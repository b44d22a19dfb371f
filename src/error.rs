use thiserror::Error;

use crate::types::ProviderError;

/// Everything a login can fail with.
///
/// Only [`LoginError::ProfileFetch`] is recovered internally; the other
/// variants reach the caller's error continuation.
#[derive(Debug, Error, Clone, PartialEq)]
pub enum LoginError {
    #[error("Client initialization error: {0}")]
    ClientInitialization(String),

    #[error("Provider error: {0}")]
    Provider(ProviderError),

    #[error("Profile fetch error: {0}")]
    ProfileFetch(String),

    #[error("Precondition error: {0}")]
    Precondition(String),
}

impl From<ProviderError> for LoginError {
    fn from(err: ProviderError) -> Self {
        LoginError::Provider(err)
    }
}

════════════════

_About this exercise_
Every line of the entries above that includes "Precondition" should be copied.

_Your solution_
    #[error("Precondition error: {0}")]
    Precondition(String),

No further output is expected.